===== EXTRACTED MATERIAL

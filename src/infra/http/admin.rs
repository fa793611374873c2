//! Admin write surface: post upserts, category management, and the visual
//! editor conversion endpoints.

use axum::Json;
use axum::extract::{Path, Query, State};
use axum::http::StatusCode;
use axum::routing::{get, post, put};
use axum::Router;
use serde::{Deserialize, Serialize};

use crate::application::editor::{blocks_to_html, html_to_blocks};
use crate::domain::blocks::ContentBlock;
use crate::domain::entities::CategoryRecord;
use crate::domain::posts::{ParsedPost, PostDocument};

use super::error::ApiError;
use super::AppState;

const DEFAULT_PAGE_SIZE: u32 = 20;
const MAX_PAGE_SIZE: u32 = 100;

pub fn router() -> Router<AppState> {
    Router::new()
        .route("/api/admin/posts", put(upsert_post).get(list_posts))
        .route("/api/admin/posts/{post_id}", axum::routing::delete(delete_post))
        .route(
            "/api/admin/categories",
            get(list_categories).post(create_category),
        )
        .route(
            "/api/admin/categories/{slug}",
            axum::routing::delete(delete_category),
        )
        .route("/api/admin/editor/html-to-blocks", post(convert_html))
        .route("/api/admin/editor/blocks-to-html", post(render_blocks))
}

async fn upsert_post(
    State(state): State<AppState>,
    Json(document): Json<PostDocument>,
) -> Result<StatusCode, ApiError> {
    state.posts.upsert_post(document).await?;
    Ok(StatusCode::NO_CONTENT)
}

async fn delete_post(
    State(state): State<AppState>,
    Path(post_id): Path<String>,
) -> Result<StatusCode, ApiError> {
    state.posts.delete_post(&post_id).await?;
    Ok(StatusCode::NO_CONTENT)
}

#[derive(Debug, Deserialize)]
struct PageQuery {
    page: Option<u32>,
    per_page: Option<u32>,
}

#[derive(Debug, Serialize)]
struct PostPage {
    items: Vec<ParsedPost>,
    total: u64,
    page: u32,
    per_page: u32,
}

async fn list_posts(
    State(state): State<AppState>,
    Query(query): Query<PageQuery>,
) -> Result<Json<PostPage>, ApiError> {
    let page = query.page.unwrap_or(1).max(1);
    let per_page = query
        .per_page
        .unwrap_or(DEFAULT_PAGE_SIZE)
        .clamp(1, MAX_PAGE_SIZE);
    let offset = (page - 1).saturating_mul(per_page);

    let (items, total) = state.posts.list_all(offset, per_page).await?;
    Ok(Json(PostPage {
        items,
        total,
        page,
        per_page,
    }))
}

async fn list_categories(
    State(state): State<AppState>,
) -> Result<Json<Vec<CategoryRecord>>, ApiError> {
    Ok(Json(state.categories.list().await?))
}

#[derive(Debug, Deserialize)]
struct CreateCategoryPayload {
    slug: Option<String>,
    name: String,
}

async fn create_category(
    State(state): State<AppState>,
    Json(payload): Json<CreateCategoryPayload>,
) -> Result<(StatusCode, Json<CategoryRecord>), ApiError> {
    let created = state
        .categories
        .create(payload.slug, payload.name)
        .await?;
    Ok((StatusCode::CREATED, Json(created)))
}

async fn delete_category(
    State(state): State<AppState>,
    Path(slug): Path<String>,
) -> Result<StatusCode, ApiError> {
    state.categories.delete(&slug).await?;
    Ok(StatusCode::NO_CONTENT)
}

#[derive(Debug, Serialize, Deserialize)]
struct HtmlPayload {
    html: String,
}

#[derive(Debug, Serialize, Deserialize)]
struct BlocksPayload {
    blocks: Vec<ContentBlock>,
}

async fn convert_html(
    Json(payload): Json<HtmlPayload>,
) -> Result<Json<BlocksPayload>, ApiError> {
    let blocks = html_to_blocks(&payload.html)?;
    Ok(Json(BlocksPayload { blocks }))
}

async fn render_blocks(Json(payload): Json<BlocksPayload>) -> Json<HtmlPayload> {
    Json(HtmlPayload {
        html: blocks_to_html(&payload.blocks),
    })
}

==========

§ WHAT YOU NEED TO DO: Work out the number of lines in the listing above that hold the word "async". Write that number by itself.

§ ANSWER TO THIS EXERCISE: 8